Hydrogen sulfide protects from acute kidney injury via attenuating inflammation activated by necroptosis in dogs

BACKGROUND: The treatment of acute kidney injury (AKI), a common disease in dogs, is limited. Therefore, an effective method to prevent AKI in veterinary clinics is particularly crucial. OBJECTIVES: Hydrogen sulfide (H(2)S) is the third gaseous signal molecule involved in various physiological functions of the body. The present study investigated the effect of H(2)S on cisplatin-induced AKI and the involved mechanisms in dogs.
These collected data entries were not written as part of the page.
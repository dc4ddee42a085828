//! Configuration management
//!
//! Settings live in `settings.json` inside the tally directory:
//! ```json
//! {
//!   "ledger": { "minimumOpeningBalance": "2000", "currencySymbol": "₦" },
//!   "registration": { "accountNumberAttempts": 16 },
//!   "passwordPolicy": { "minLength": 8, "requireSpecial": true, ... },
//!   "store": { "conflictRetries": 32, "initialRetryDelayMs": 5, "poolSize": 4 },
//!   "argon2": { "memoryCost": 19456, "timeCost": 2, "parallelism": 1 }
//! }
//! ```
//! Every section is optional and keys this crate does not know are ignored.
//! The file is only ever read; edit it by hand.

use std::path::Path;
use std::str::FromStr;

use rust_decimal::Decimal;
use serde::{Deserialize, Serialize};

use crate::domain::money;
use crate::domain::result::{Error, Result};

pub const SETTINGS_FILE: &str = "settings.json";
pub const DEFAULT_DB_FILE: &str = "tally.duckdb";

/// Raw settings.json structure
#[derive(Debug, Default, Deserialize)]
#[serde(rename_all = "camelCase")]
struct SettingsFile {
    #[serde(default)]
    ledger: LedgerSettings,
    #[serde(default)]
    registration: RegistrationSettings,
    #[serde(default)]
    password_policy: PasswordPolicy,
    #[serde(default)]
    store: StoreSettings,
    #[serde(default)]
    argon2: Argon2Params,
}

#[derive(Debug, Clone, Serialize, Deserialize)]
#[serde(rename_all = "camelCase", default)]
pub struct LedgerSettings {
    /// Smallest initial deposit accepted at registration
    pub minimum_opening_balance: Decimal,
    /// Display-only; the core never formats money
    pub currency_symbol: String,
    pub db_file: String,
}

impl Default for LedgerSettings {
    fn default() -> Self {
        Self {
            minimum_opening_balance: Decimal::new(2000, 0),
            currency_symbol: "₦".to_string(),
            db_file: DEFAULT_DB_FILE.to_string(),
        }
    }
}

#[derive(Debug, Clone, Serialize, Deserialize)]
#[serde(rename_all = "camelCase", default)]
pub struct RegistrationSettings {
    /// How many account number proposals to try before giving up
    pub account_number_attempts: u32,
}

impl Default for RegistrationSettings {
    fn default() -> Self {
        Self { account_number_attempts: 16 }
    }
}

/// Password strength rules applied by the validation layer
#[derive(Debug, Clone, PartialEq, Eq, Serialize, Deserialize)]
#[serde(rename_all = "camelCase", default)]
pub struct PasswordPolicy {
    pub min_length: usize,
    pub require_uppercase: bool,
    pub require_lowercase: bool,
    pub require_digit: bool,
    pub require_special: bool,
    /// The only non-alphanumeric characters a password may contain
    pub special_characters: String,
}

impl Default for PasswordPolicy {
    fn default() -> Self {
        Self {
            min_length: 8,
            require_uppercase: true,
            require_lowercase: true,
            require_digit: true,
            require_special: true,
            special_characters: "@$!%*#?&".to_string(),
        }
    }
}

#[derive(Debug, Clone, Serialize, Deserialize)]
#[serde(rename_all = "camelCase", default)]
pub struct StoreSettings {
    /// Attempts per operation when the store reports a write-write conflict
    pub conflict_retries: u32,
    /// First backoff delay; doubles on every retry
    pub initial_retry_delay_ms: u64,
    /// Idle connections kept by the pool
    pub pool_size: usize,
}

impl Default for StoreSettings {
    fn default() -> Self {
        Self {
            conflict_retries: 32,
            initial_retry_delay_ms: 5,
            pool_size: 4,
        }
    }
}

/// Argon2id cost parameters for password credentials
#[derive(Debug, Clone, PartialEq, Eq, Serialize, Deserialize)]
#[serde(rename_all = "camelCase", default)]
pub struct Argon2Params {
    /// Memory cost in KiB
    pub memory_cost: u32,
    pub time_cost: u32,
    pub parallelism: u32,
}

impl Default for Argon2Params {
    fn default() -> Self {
        // argon2 crate defaults (OWASP minimum for Argon2id)
        Self {
            memory_cost: 19456,
            time_cost: 2,
            parallelism: 1,
        }
    }
}

impl Argon2Params {
    /// Very cheap parameters for tests; never use for real credentials
    pub fn insecure_fast() -> Self {
        Self {
            memory_cost: 8,
            time_cost: 1,
            parallelism: 1,
        }
    }
}

/// Tally configuration
#[derive(Debug, Clone, Default)]
pub struct Config {
    pub ledger: LedgerSettings,
    pub registration: RegistrationSettings,
    pub password_policy: PasswordPolicy,
    pub store: StoreSettings,
    pub argon2: Argon2Params,
}

impl Config {
    /// Load config from the tally directory
    ///
    /// A missing settings file yields defaults. Two environment variables
    /// override the file (for CI/testing):
    /// - `TALLY_MIN_OPENING_BALANCE`
    /// - `TALLY_DB_FILE`
    pub fn load(tally_dir: &Path) -> Result<Self> {
        let settings_path = tally_dir.join(SETTINGS_FILE);

        let raw: SettingsFile = if settings_path.exists() {
            let content = std::fs::read_to_string(&settings_path)?;
            serde_json::from_str(&content)?
        } else {
            SettingsFile::default()
        };

        let mut config = Self::from_raw(raw);

        if let Ok(value) = std::env::var("TALLY_MIN_OPENING_BALANCE") {
            config.ledger.minimum_opening_balance = Decimal::from_str(value.trim())
                .map_err(|e| Error::Config(format!("TALLY_MIN_OPENING_BALANCE: {}", e)))?;
        }
        if let Ok(value) = std::env::var("TALLY_DB_FILE") {
            if !value.trim().is_empty() {
                config.ledger.db_file = value.trim().to_string();
            }
        }

        config.validate()?;
        Ok(config)
    }

    fn from_raw(raw: SettingsFile) -> Self {
        Self {
            ledger: raw.ledger,
            registration: raw.registration,
            password_policy: raw.password_policy,
            store: raw.store,
            argon2: raw.argon2,
        }
    }

    /// Reject settings the services cannot work with
    pub fn validate(&self) -> Result<()> {
        let minimum = self.ledger.minimum_opening_balance;
        if minimum < Decimal::ZERO {
            return Err(Error::Config(
                "minimumOpeningBalance cannot be negative".to_string(),
            ));
        }
        money::ensure_representable(minimum)
            .map_err(|e| Error::Config(format!("minimumOpeningBalance: {}", e)))?;
        if self.ledger.db_file.trim().is_empty() {
            return Err(Error::Config("dbFile cannot be empty".to_string()));
        }
        if self.registration.account_number_attempts == 0 {
            return Err(Error::Config(
                "accountNumberAttempts must be at least 1".to_string(),
            ));
        }
        if self.store.conflict_retries == 0 {
            return Err(Error::Config("conflictRetries must be at least 1".to_string()));
        }
        if self.store.pool_size == 0 {
            return Err(Error::Config("poolSize must be at least 1".to_string()));
        }
        if self.password_policy.min_length == 0 {
            return Err(Error::Config("minLength must be at least 1".to_string()));
        }
        Ok(())
    }
}
impl DuckDbRepository {
    /// Open (or create) a database file.
    ///
    /// Opening retries with exponential backoff while another process holds
    /// the file lock.
    pub fn open(db_path: &Path, settings: &StoreSettings) -> Result<Self> {
        let mut last_error = None;

        for attempt in 0..MAX_OPEN_RETRIES {
            match Self::try_open_connection(Some(db_path)) {
                Ok(conn) => {
                    return Ok(Self {
                        pool: ConnectionPool::new(conn, settings.pool_size),
                        db_path: Some(db_path.to_path_buf()),
                        retry: RetryPolicy::from_settings(settings),
                    });
                }
                Err(e) => {
                    if is_file_lock_error(&e.to_string()) && attempt < MAX_OPEN_RETRIES - 1 {
                        let delay = Duration::from_millis(
                            INITIAL_OPEN_RETRY_DELAY_MS * 2u64.pow(attempt),
                        );
                        thread::sleep(delay);
                        last_error = Some(e);
                        continue;
                    }
                    return Err(e);
                }
            }
        }

        Err(last_error.unwrap_or_else(|| {
            Error::storage(format!(
                "Failed to open database after {} retries",
                MAX_OPEN_RETRIES
            ))
        }))
    }

    /// Open a private in-memory database (tests, demos)
    pub fn open_in_memory(settings: &StoreSettings) -> Result<Self> {
        let conn = Self::try_open_connection(None)?;
        Ok(Self {
            pool: ConnectionPool::new(conn, settings.pool_size),
            db_path: None,
            retry: RetryPolicy::from_settings(settings),
        })
    }

    fn try_open_connection(db_path: Option<&Path>) -> Result<Connection> {
        // Extension autoloading stays off; nothing here needs extensions
        let config = duckdb::Config::default().enable_autoload_extension(false)?;
        let conn = match db_path {
            Some(path) => Connection::open_with_flags(path, config)?,
            None => Connection::open_in_memory_with_flags(config)?,
        };
        Ok(conn)
    }

    /// Run pending schema migrations
    pub fn run_migrations(&self) -> Result<MigrationResult> {
        self.pool
            .with_root(|conn| MigrationService::new(conn).run_pending())
    }

    /// Ensure database schema exists (runs pending migrations)
    pub fn ensure_schema(&self) -> Result<()> {
        self.run_migrations()?;
        Ok(())
    }

    pub fn db_path(&self) -> Option<&Path> {
        self.db_path.as_deref()
    }

    pub fn pool(&self) -> &ConnectionPool {
        &self.pool
    }

    // === Atomic scope ===

    /// Run `op` inside one store transaction.
    ///
    /// Commits when `op` returns `Ok`; rolls back on `Err` or panic. When the
    /// store reports a write-write conflict (from `op` or from the commit) the
    /// whole closure is re-run on a fresh transaction, up to the configured
    /// number of attempts; running out of attempts is a `Storage` error.
    /// Business errors are returned immediately.
    pub fn atomic<T, F>(&self, mut op: F) -> Result<T>
    where
        F: FnMut(&StoreTx<'_>) -> Result<T>,
    {
        let mut attempt = 1;
        loop {
            match self.run_once(&mut op) {
                Err(e) if e.is_retryable() && attempt < self.retry.attempts => {
                    thread::sleep(self.retry.delay_for(attempt));
                    attempt += 1;
                }
                Err(Error::WriteConflict(msg)) => {
                    return Err(Error::Storage(format!(
                        "gave up after {} conflicting attempts: {}",
                        attempt, msg
                    )));
                }
                other => return other,
            }
        }
    }

    fn run_once<T, F>(&self, op: &mut F) -> Result<T>
    where
        F: FnMut(&StoreTx<'_>) -> Result<T>,
    {
        self.pool.with_connection(|conn| {
            let tx = StoreTx {
                tx: conn.transaction()?,
            };
            let value = op(&tx)?;
            tx.tx.commit()?;
            Ok(value)
        })
    }

    // === Reads (autocommit, one statement each) ===

    pub fn get_user(&self, id: UserId) -> Result<Option<User>> {
        self.pool
            .with_connection(|conn| query_user(conn, "id = ?", [id.0]))
    }

    pub fn get_user_by_username(&self, username: &str) -> Result<Option<User>> {
        self.pool
            .with_connection(|conn| query_user(conn, "username = ?", [username]))
    }

    pub fn get_user_by_account_number(&self, number: &AccountNumber) -> Result<Option<User>> {
        self.pool
            .with_connection(|conn| query_user(conn, "account_number = ?", [number.as_str()]))
    }

    pub fn username_exists(&self, username: &str) -> Result<bool> {
        self.pool.with_connection(|conn| {
            exists(conn, "SELECT COUNT(*) FROM users WHERE username = ?", [username])
        })
    }

    pub fn email_exists(&self, email: &str) -> Result<bool> {
        self.pool.with_connection(|conn| {
            exists(conn, "SELECT COUNT(*) FROM users WHERE email = ?", [email])
        })
    }

    pub fn get_balance(&self, id: UserId) -> Result<Option<Decimal>> {
        self.pool.with_connection(|conn| query_balance(conn, id))
    }

    /// One page of a user's ledger, newest first
    pub fn history_page(
        &self,
        user_id: UserId,
        limit: usize,
        before: Option<HistoryCursor>,
    ) -> Result<Vec<Transaction>> {
        let limit = i64::try_from(limit).unwrap_or(i64::MAX);

        let rows = self.pool.with_connection(|conn| {
            let rows = match before {
                None => {
                    let sql = format!(
                        "SELECT {} FROM transactions WHERE user_id = ?
                         ORDER BY timestamp DESC, id DESC LIMIT ?",
                        TRANSACTION_COLUMNS
                    );
                    let mut stmt = conn.prepare(&sql)?;
                    let page = stmt
                        .query_map(params![user_id.0, limit], TransactionRow::from_row)?
                        .collect::<duckdb::Result<Vec<_>>>()?;
                    page
                }
                Some(cursor) => {
                    let ts = format_timestamp(&cursor.timestamp);
                    let sql = format!(
                        "SELECT {} FROM transactions
                         WHERE user_id = ?
                           AND (timestamp < CAST(? AS TIMESTAMP)
                                OR (timestamp = CAST(? AS TIMESTAMP) AND id < ?))
                         ORDER BY timestamp DESC, id DESC LIMIT ?",
                        TRANSACTION_COLUMNS
                    );
                    let mut stmt = conn.prepare(&sql)?;
                    let page = stmt
                        .query_map(
                            params![user_id.0, ts, ts, cursor.id, limit],
                            TransactionRow::from_row,
                        )?
                        .collect::<duckdb::Result<Vec<_>>>()?;
                    page
                }
            };
            Ok(rows)
        })?;

        rows.into_iter().map(TransactionRow::into_domain).collect()
    }

    /// All entries sharing a transfer group id, oldest id first
    pub fn get_transfer_entries(&self, group: Uuid) -> Result<Vec<Transaction>> {
        let rows = self.pool.with_connection(|conn| {
            let sql = format!(
                "SELECT {} FROM transactions WHERE transfer_group_id = ? ORDER BY id",
                TRANSACTION_COLUMNS
            );
            let mut stmt = conn.prepare(&sql)?;
            let rows = stmt
                .query_map([group.to_string()], TransactionRow::from_row)?
                .collect::<duckdb::Result<Vec<_>>>()?;
            Ok(rows)
        })?;
        rows.into_iter().map(TransactionRow::into_domain).collect()
    }

    pub fn count_transactions_for_user(&self, user_id: UserId) -> Result<i64> {
        self.pool.with_connection(|conn| {
            let count = conn.query_row(
                "SELECT COUNT(*) FROM transactions WHERE user_id = ?",
                [user_id.0],
                |row| row.get(0),
            )?;
            Ok(count)
        })
    }

    // === Status ===

    pub fn get_totals(&self) -> Result<StoreTotals> {
        let (users, total_balance, transactions, earliest, latest) =
            self.pool.with_connection(|conn| {
                let (users, total_balance): (i64, Option<String>) = conn.query_row(
                    "SELECT COUNT(*), SUM(balance)::VARCHAR FROM users",
                    [],
                    |row| Ok((row.get(0)?, row.get(1)?)),
                )?;
                let (transactions, earliest, latest): (i64, Option<String>, Option<String>) =
                    conn.query_row(
                        "SELECT COUNT(*), MIN(timestamp)::VARCHAR, MAX(timestamp)::VARCHAR
                         FROM transactions",
                        [],
                        |row| Ok((row.get(0)?, row.get(1)?, row.get(2)?)),
                    )?;
                Ok((users, total_balance, transactions, earliest, latest))
            })?;

        Ok(StoreTotals {
            users,
            transactions,
            total_balance: match total_balance {
                Some(s) => parse_decimal(&s)?,
                None => Decimal::ZERO,
            },
            earliest_transaction: earliest.as_deref().map(parse_naive_datetime).transpose()?,
            latest_transaction: latest.as_deref().map(parse_naive_datetime).transpose()?,
        })
    }

    // === Doctor checks ===

    /// Stored balance and signed ledger sum for every user, in one snapshot
    pub fn ledger_totals(&self) -> Result<Vec<LedgerTotals>> {
        let rows = self.pool.with_connection(|conn| {
            let mut stmt = conn.prepare(
                "SELECT u.id, u.account_number, u.balance::VARCHAR,
                        COALESCE(SUM(CASE WHEN t.type IN ('deposit', 'transfer_received')
                                          THEN t.amount ELSE -t.amount END), 0)::VARCHAR,
                        COUNT(t.id)
                 FROM users u
                 LEFT JOIN transactions t ON t.user_id = u.id
                 GROUP BY u.id, u.account_number, u.balance
                 ORDER BY u.id",
            )?;
            let rows = stmt
                .query_map([], |row| {
                    Ok((
                        row.get::<_, i64>(0)?,
                        row.get::<_, String>(1)?,
                        row.get::<_, String>(2)?,
                        row.get::<_, String>(3)?,
                        row.get::<_, i64>(4)?,
                    ))
                })?
                .collect::<duckdb::Result<Vec<_>>>()?;
            Ok(rows)
        })?;

        rows.into_iter()
            .map(|(id, number, balance, sum, entries)| {
                Ok(LedgerTotals {
                    user_id: UserId(id),
                    account_number: parse_account_number(&number)?,
                    balance: parse_decimal(&balance)?,
                    ledger_sum: parse_decimal(&sum)?,
                    entries,
                })
            })
            .collect()
    }

    /// Ledger entries whose owner does not exist
    pub fn check_orphaned_transactions(&self) -> Result<Vec<i64>> {
        self.pool.with_connection(|conn| {
            let mut stmt = conn.prepare(
                "SELECT t.id FROM transactions t
                 LEFT JOIN users u ON t.user_id = u.id
                 WHERE u.id IS NULL
                 ORDER BY t.id",
            )?;
            let ids = stmt
                .query_map([], |row| row.get(0))?
                .collect::<duckdb::Result<Vec<i64>>>()?;
            Ok(ids)
        })
    }

    /// Transfer groups that are not exactly one sent + one received entry
    /// with equal amount and timestamp, plus transfer entries lacking a group
    pub fn check_unpaired_transfers(&self) -> Result<Vec<String>> {
        self.pool.with_connection(|conn| {
            let mut stmt = conn.prepare(
                "SELECT transfer_group_id FROM transactions
                 WHERE transfer_group_id IS NOT NULL
                 GROUP BY transfer_group_id
                 HAVING COUNT(*) <> 2
                     OR COUNT(DISTINCT type) <> 2
                     OR COUNT(DISTINCT amount) <> 1
                     OR COUNT(DISTINCT timestamp) <> 1
                     OR COUNT(DISTINCT user_id) <> 2
                     OR SUM(CASE WHEN type NOT IN ('transfer_sent', 'transfer_received')
                                 THEN 1 ELSE 0 END) > 0
                 ORDER BY transfer_group_id",
            )?;
            let mut problems = stmt
                .query_map([], |row| row.get::<_, String>(0))?
                .collect::<duckdb::Result<Vec<_>>>()?;

            let mut stmt = conn.prepare(
                "SELECT id FROM transactions
                 WHERE transfer_group_id IS NULL
                   AND type IN ('transfer_sent', 'transfer_received')
                 ORDER BY id",
            )?;
            let ungrouped = stmt
                .query_map([], |row| row.get::<_, i64>(0))?
                .collect::<duckdb::Result<Vec<_>>>()?;
            problems.extend(ungrouped.into_iter().map(|id| format!("transaction:{}", id)));

            Ok(problems)
        })
    }

    pub fn check_negative_balances(&self) -> Result<Vec<UserId>> {
        self.pool.with_connection(|conn| {
            let mut stmt = conn.prepare("SELECT id FROM users WHERE balance < 0 ORDER BY id")?;
            let ids = stmt
                .query_map([], |row| row.get::<_, i64>(0))?
                .collect::<duckdb::Result<Vec<_>>>()?;
            Ok(ids.into_iter().map(UserId).collect())
        })
    }

    /// Flush the write-ahead log into the database file
    pub fn checkpoint(&self) -> Result<()> {
        self.pool.with_root(|conn| {
            conn.execute_batch("CHECKPOINT")?;
            Ok(())
        })
    }
}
METHODS: Cisplatin-injected dogs developed AKI symptoms as indicated by renal dysfunction and pathological changes. In the H(2)S-treated group, 50 mM sodium hydrosulfide (NaHS) solution was injected at 1 mg/kg/h for 30 min before cisplatin injection. After 72 h, tissue and blood samples were collected immediately. We performed biochemical tests, optical microscopy studies, analysis with test kits, quantitative reverse-transcription polymerase chain reaction, and western blot analysis. RESULTS: The study results demonstrated that cisplatin injection increased necroptosis and regulated the corresponding protein expression of receptor interacting protein kinase (RIPK) 1, RIPK3, and poly ADP-ribose polymerase 1; furthermore, it activated the expressions of inflammatory factors, including tumor necrosis factor-alpha, nuclear factor kappa B, and interleukin-1β, in canine kidney tissues. Moreover, cisplatin triggered oxidative stress and affected energy metabolism. Conversely, an injection of NaHS solution considerably reduced the aforementioned changes. CONCLUSIONS: In conclusion, H(2)S protects the kidney from cisplatin-induced AKI through the mitigation of necroptosis and inflammation. These findings provide new and valuable clues for the treatment of canine AKI and are of great significance for AKI prevention in veterinary clinics.